I wanted to tell the story of our new software, poRe, which is an R package written to help users deal with Oxford Nanopore’s MinION sequencer. We recently put the pre-print on bioRxiv, and it is getting plenty of attention. So let’s get into it!
The MinION device
Whichever way you look at it, the MinION is a revolutionary device. About 6 inches long, it plugs into the USB port of a Windows laptop (which is mandatory, to enable the proper running of the device). As you will know, the MinION measures single strands of DNA as they pass through protein nanopores, and is capable of ultra-long reads – over 100Kb have been reported.
It is very easy to imagine applications of this device which involve mobile sequencing – for example, picture a vet sat in a barn next to a sick animal, taking blood and sequencing DNA in real time to discover which pathogen is causing the illness.
However, as an early acecss user of the MinION, it became very clear that we would need to develop some software to begin to approach this vision. The MinION is clearly aimed at non-experts, biologists who want to use it for rapid sequencing “in the field”. To enable this, we need to give them software they can use, and that software needs to work on the WIndows laptop itself. Relying on uploading the data to a server and analysing it there is not a solution that can work for “in the field” sequencing (people have said to me that you can access the internet anywhere now; they are often city folk, who don’t realise that 3G/4G coverage doesn’t extend to huge swathes of the countryside, nevermind 3rd world countries who don’t have the infrastructure)
The MinION workflow
Once sample has been applied to the MinION, and DNA molecules pass through nanopores on the flowcell, data collection begins. If a channel passes a number of QC metrics, each sequence read is written to a file. Due to a hairpin adapter, each DNA molecule can be read twice, termed “template” and “complement” reads. Whether or not the molecule is read only once or twice, the raw data are written to a file on the laptop’s hard disk drive.
This directory is monitored by an agent, and once new files are discovered, they are queued for upload to metrichor, a cloud-based base-caller which takes the raw data and calls the nucleotide sequence. The base-called files are downloaded and stored in a sub-folder.
The organisation challenge
Here the challenge begins. All files produced by the MinION are in HDF5 format, a binary hierarchical data format. These files require specialised software to open. In addition, the MinION dumps all data files from multiple runs into a single directory, embedding run information within the HDF5 file (called .fast5 files). Each run can produce 10,000-30,000 files, and therefore very quickly users are presented with a directory with 100,000s of files in them and no way or organising them into run folders. Finally, there have been and continue to be multiple versions of metrichor (the base-caller). Therefore each data file can be base-called multiple times. This is quite a large and complex data set.

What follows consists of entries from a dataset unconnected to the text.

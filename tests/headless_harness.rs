#![allow(unused)]
//! Headless mode process-level integration harness.
//!
//! # What this covers
//!
//! This harness exercises `pokesrc` as a compiled binary via
//! [`std::process::Command`]. It validates the `search` and `today`
//! subcommands from the outside, as a shell script piping the output would
//! see them.
//!
//! - **Output formats**: plain tab-separated lines and pretty JSON.
//! - **Exit codes**: no results = 0; unconfigured `today` = non-zero; bad
//!   flags = non-zero.
//! - **Config layering**: `--config` selects the dictionary and the daily
//!   source.
//!
//! Every child gets its own `XDG_CONFIG_HOME` so the user's config is never
//! read or written.
//!
//! # What this does NOT cover
//!
//! - TUI rendering (that requires a real terminal)
//! - `serve` (see `server_harness`)
//!
//! # Running
//!
//! ```sh
//! cargo test --test headless_harness
//! ```

mod common;
use common::*;
use pretty_assertions::assert_eq;
use std::path::Path;
use std::process::{Command, Output};
use tempfile::TempDir;

// ---------------------------------------------------------------------------
// Helpers
// ---------------------------------------------------------------------------

fn pokesrc(home: &TempDir) -> Command {
    let mut cmd = Command::new(env!("CARGO_BIN_EXE_pokesrc"));
    cmd.env("XDG_CONFIG_HOME", home.path().join("xdg"))
        .env_remove("RUST_LOG");
    cmd
}

fn run(home: &TempDir, args: &[&str]) -> Output {
    pokesrc(home).args(args).output().expect("failed to spawn pokesrc")
}

fn stdout(output: &Output) -> String {
    String::from_utf8(output.stdout.clone()).unwrap()
}

fn stderr(output: &Output) -> String {
    String::from_utf8(output.stderr.clone()).unwrap()
}

fn with_config(home: &TempDir, toml: &str) -> String {
    write_fixture(home, "config.toml", toml).display().to_string()
}

// ---------------------------------------------------------------------------
// search
// ---------------------------------------------------------------------------

#[test]
fn search_prints_tab_separated_hits() {
    let home = tempfile::tempdir().unwrap();
    let out = run(&home, &["search", "ㅍㅋㅊ"]);
    assert!(out.status.success(), "{}", stderr(&out));
    assert_eq!(stdout(&out), "피카츄\tpikachu\n");
}

#[test]
fn search_with_no_hits_exits_zero_silently() {
    let home = tempfile::tempdir().unwrap();
    let out = run(&home, &["search", "xyz"]);
    assert!(out.status.success());
    assert_eq!(stdout(&out), "");
}

#[test]
fn search_limit_truncates() {
    let home = tempfile::tempdir().unwrap();
    let out = run(&home, &["search", "ㅇㅅㅎ", "--limit", "1"]);
    assert_eq!(stdout(&out), "이상해씨\tbulbasaur\n");
}

#[test]
fn search_json_output() {
    let home = tempfile::tempdir().unwrap();
    let out = run(&home, &["search", "--format", "json", "ㅍㅋㅊ"]);
    assert!(out.status.success());
    insta::assert_snapshot!(stdout(&out).trim_end(), @r###"
    [
      {
        "koreanName": "피카츄",
        "name": "pikachu",
        "match": "choseong"
      }
    ]
    "###);
}

#[test]
fn search_uses_configured_dictionary() {
    let home = tempfile::tempdir().unwrap();
    let dex = write_fixture(&home, "names.json", SMALL_DEX_JSON);
    let config = with_config(&home, &format!("[dex]\npath = {:?}\n", dex.display().to_string()));

    let out = run(&home, &["--config", &config, "search", "ㅁ"]);
    assert!(out.status.success(), "{}", stderr(&out));
    assert_eq!(stdout(&out), "마임맨\tmr-mime\n뮤츠\tmewtwo\n뮤\tmew\n");
}

#[test]
fn unknown_format_is_rejected() {
    let home = tempfile::tempdir().unwrap();
    let out = run(&home, &["search", "--format", "csv", "pika"]);
    assert!(!out.status.success());
}

// ---------------------------------------------------------------------------
// today
// ---------------------------------------------------------------------------

#[test]
fn today_without_source_fails() {
    let home = tempfile::tempdir().unwrap();
    let out = run(&home, &["today"]);
    assert!(!out.status.success());
    assert!(stderr(&out).contains("no daily source configured"), "{}", stderr(&out));
}

#[test]
fn today_reads_file_source() {
    let home = tempfile::tempdir().unwrap();
    let daily = write_fixture(&home, "today.json", DAILY_DATED);
    let config = with_config(
        &home,
        &format!(
            "[daily]\nsource = \"file\"\npath = {:?}\n",
            daily.display().to_string()
        ),
    );

    let out = run(&home, &["--config", &config, "today"]);
    assert!(out.status.success(), "{}", stderr(&out));
    assert_eq!(
        stdout(&out),
        "# 2026-10-19\n25\t피카츄\tpikachu\n133\t이브이\teevee\n151\t뮤\tmew\n"
    );
}

#[test]
fn today_reports_malformed_file() {
    let home = tempfile::tempdir().unwrap();
    let daily = write_fixture(&home, "today.json", DAILY_MALFORMED);
    let config = with_config(
        &home,
        &format!(
            "[daily]\nsource = \"file\"\npath = {:?}\n",
            daily.display().to_string()
        ),
    );

    let out = run(&home, &["--config", &config, "today", "--format", "json"]);
    assert!(!out.status.success());
    assert_eq!(stdout(&out), "");
}
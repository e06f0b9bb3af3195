use std::path::PathBuf;

use anyhow::Context;
use clap::{Parser, Subcommand};
use pokesrc::{
    daily::{load_once, spawn_daily},
    headless::{write_hits, write_today, OutputFormat},
    server::{serve, ApiState},
};
use pokesrc_core::{config::Config, search_hits, Dex};
use pokesrc_feeds::Source;
use pokesrc_tui::DailyFeed;
use tracing_subscriber::EnvFilter;

const DEBUG_LOG: &str = "/tmp/pokesrc-debug.log";

#[derive(Parser)]
#[command(
    name = "pokesrc",
    about = "PokéSrc — Pokémon name search with Korean initial-consonant matching"
)]
struct Cli {
    /// Verbose logging. In the TUI, logs go to /tmp/pokesrc-debug.log (tail -f to inspect).
    #[arg(long, global = true)]
    debug: bool,

    /// Config file layered over the defaults and the user config.
    #[arg(long, global = true, value_name = "PATH")]
    config: Option<PathBuf>,

    #[command(subcommand)]
    command: Option<Cmd>,
}

#[derive(Subcommand)]
enum Cmd {
    /// Print the names matching QUERY.
    Search {
        query: String,
        #[arg(long)]
        limit: Option<usize>,
        #[arg(long, value_enum, default_value_t)]
        format: OutputFormat,
    },
    /// Fetch and print today's Pokémon from the configured source.
    Today {
        #[arg(long, value_enum, default_value_t)]
        format: OutputFormat,
    },
    /// Serve the JSON API.
    Serve {
        /// Listen address, overriding `server.bind`.
        #[arg(long)]
        bind: Option<String>,
    },
}

fn init_tui_logging(debug: bool) -> anyhow::Result<()> {
    if !debug {
        return Ok(());
    }
    let file = std::fs::OpenOptions::new()
        .create(true)
        .append(true)
        .open(DEBUG_LOG)
        .with_context(|| format!("opening {DEBUG_LOG}"))?;
    tracing_subscriber::fmt()
        .with_writer(std::sync::Mutex::new(file))
        .with_ansi(false)
        .with_env_filter(
            EnvFilter::try_from_env("RUST_LOG").unwrap_or_else(|_| EnvFilter::new("debug")),
        )
        .init();
    tracing::info!("pokesrc debug log started — tail -f {DEBUG_LOG}");
    Ok(())
}

fn init_stderr_logging(debug: bool) {
    let fallback = if debug { "debug" } else { "warn" };
    tracing_subscriber::fmt()
        .with_writer(std::io::stderr)
        .with_env_filter(
            EnvFilter::try_from_env("RUST_LOG").unwrap_or_else(|_| EnvFilter::new(fallback)),
        )
        .init();
}

fn load_dex(config: &Config) -> anyhow::Result<Dex> {
    Ok(match config.dex.path() {
        Some(path) => Dex::load(path)?,
        None => Dex::embedded(),
    })
}

#[tokio::main]
async fn main() -> anyhow::Result<()> {
    let cli = Cli::parse();

    match &cli.command {
        None => init_tui_logging(cli.debug)?,
        Some(_) => init_stderr_logging(cli.debug),
    }

    let config = Config::load(cli.config.as_deref())?;
    let dex = load_dex(&config)?;

    match cli.command {
        Some(Cmd::Search {
            query,
            limit,
            format,
        }) => {
            let hits = search_hits(&query, &dex, limit);
            write_hits(&mut std::io::stdout().lock(), &hits, format)?;
        }

        Some(Cmd::Today { format }) => {
            let source = Source::from_config(&config.daily)?
                .context("no daily source configured (set daily.source to \"file\" or \"http\")")?;
            let picks = load_once(&source, &dex).await?;
            write_today(&mut std::io::stdout().lock(), &picks, format)?;
        }

        Some(Cmd::Serve { bind }) => {
            let bind = bind.unwrap_or_else(|| config.server.bind.clone());
            let source = Source::from_config(&config.daily)?;
            let state = ApiState::new(dex.clone(), source.is_some());
            let _daily = source
                .map(|s| spawn_daily(s, dex, config.daily.watch, state.daily_sink()))
                .transpose()?;
            serve(&bind, state).await?;
        }

        None => {
            let source = Source::from_config(&config.daily)?;
            let mut handle = None;
            let feed = match source {
                Some(source) => {
                    let (tx, rx) = std::sync::mpsc::channel();
                    let driver = spawn_daily(source, dex.clone(), config.daily.watch, move |update| {
                        let _ = tx.send(update.map_err(|e| e.to_string()));
                    })?;
                    let reload = Box::new(driver.reloader());
                    handle = Some(driver);
                    Some(DailyFeed {
                        updates: rx,
                        reload,
                    })
                }
                None => None,
            };

            // The UI loop blocks; keep it off the runtime's worker threads.
            tokio::task::spawn_blocking(move || pokesrc_tui::run(dex, config, feed)).await??;
            drop(handle);
        }
    }

    Ok(())
}
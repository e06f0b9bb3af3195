use std::path::PathBuf;
use std::time::Duration;

use pokesrc_core::DailyError;
use thiserror::Error;

/// Failure to obtain a daily dataset from a source.
#[derive(Error, Debug)]
pub enum FeedError {
    #[error("daily source misconfigured: {0}")]
    Misconfigured(String),

    #[error("failed to read {path}: {source}")]
    Io {
        path: PathBuf,
        #[source]
        source: std::io::Error,
    },

    #[error(transparent)]
    Decode(#[from] DailyError),

    #[error("invalid daily API url {0:?}")]
    InvalidUrl(String),

    #[error("daily API request failed: {0}")]
    Request(#[from] hyper_util::client::legacy::Error),

    #[error("reading daily API response failed: {0}")]
    Body(#[from] hyper::Error),

    #[error("daily API returned {0}")]
    Status(hyper::StatusCode),

    #[error("daily API timed out after {0:?}")]
    Timeout(Duration),

    #[error("watching daily file failed: {0}")]
    Watch(#[from] notify::Error),
}
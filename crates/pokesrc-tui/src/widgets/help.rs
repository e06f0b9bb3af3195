//! Help popup — centred floating overlay listing all keybindings.
//!
//! Toggle with `?`; close with `?` or `Escape`.

use crate::theme::Theme;
use ratatui::{
    buffer::Buffer,
    layout::Rect,
    style::Modifier,
    text::{Line, Span},
    widgets::{Block, Clear, Paragraph, Widget},
};

const BINDINGS: &[(&str, &str)] = &[
    ("q  /  Ctrl+c", "Quit"),
    ("Tab", "Cycle focus: search → showcase"),
    ("/", "Focus search box"),
    ("Escape", "Clear the search and close suggestions"),
    ("↑  /  ↓", "Move through suggestions"),
    ("Enter", "Submit the highlighted suggestion or card"),
    ("← h ↓ j ↑ k → l", "Move between showcase cards"),
    ("click outside", "Clear the search"),
    (":", "Command line (q, help, theme, reload, clear)"),
    ("?", "Toggle this help popup"),
];

pub struct HelpPopup<'a> {
    theme: &'a Theme,
}

impl<'a> HelpPopup<'a> {
    pub fn new(theme: &'a Theme) -> Self {
        Self { theme }
    }
}

impl Widget for HelpPopup<'_> {
    fn render(self, area: Rect, buf: &mut Buffer) {
        let popup = centered_rect(72, BINDINGS.len() as u16 + 2, area);
        Clear.render(popup, buf);

        let block = Block::bordered()
            .title(" PokéSrc — keybindings (? to close) ")
            .border_style(self.theme.border_focused.add_modifier(Modifier::BOLD));

        let inner = block.inner(popup);
        block.render(popup, buf);

        let lines: Vec<Line> = BINDINGS
            .iter()
            .map(|(key, desc)| {
                Line::from(vec![
                    Span::styled(format!("  {:<20}", key), self.theme.title),
                    Span::raw(*desc),
                ])
            })
            .collect();

        Paragraph::new(lines).render(inner, buf);
    }
}

pub(crate) fn centered_rect(width: u16, height: u16, area: Rect) -> Rect {
    let x = area.x + area.width.saturating_sub(width) / 2;
    let y = area.y + area.height.saturating_sub(height) / 2;
    Rect {
        x,
        y,
        width: width.min(area.width),
        height: height.min(area.height),
    }
}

The data extraction challenge
Lots of information is embedded within each .fast5 file, including run metrics and the nucleotide sequences that most people are interested in, and these data can only be extracted programmatically using the HDF5 library. This represents a challenge for bioinformaticians, nevermind biologists (or vets!).
As a package for R, poRe runs on Windows and has an incredibly simple installation path (just two additional libraries need to be installed manually). poRe enables users to organise the MinION directory into run folders, and use the version of the metrichor base-caller as a sub-folder. poRe also allows extraction of the sequence data as fastq, and collects the run statistics into an easy-to-use data.frame within R. A number of plots are built in, and of course users can plot their own graphs if they wish. poRe has also been tested on Linux, and at least one user is using it on Mac.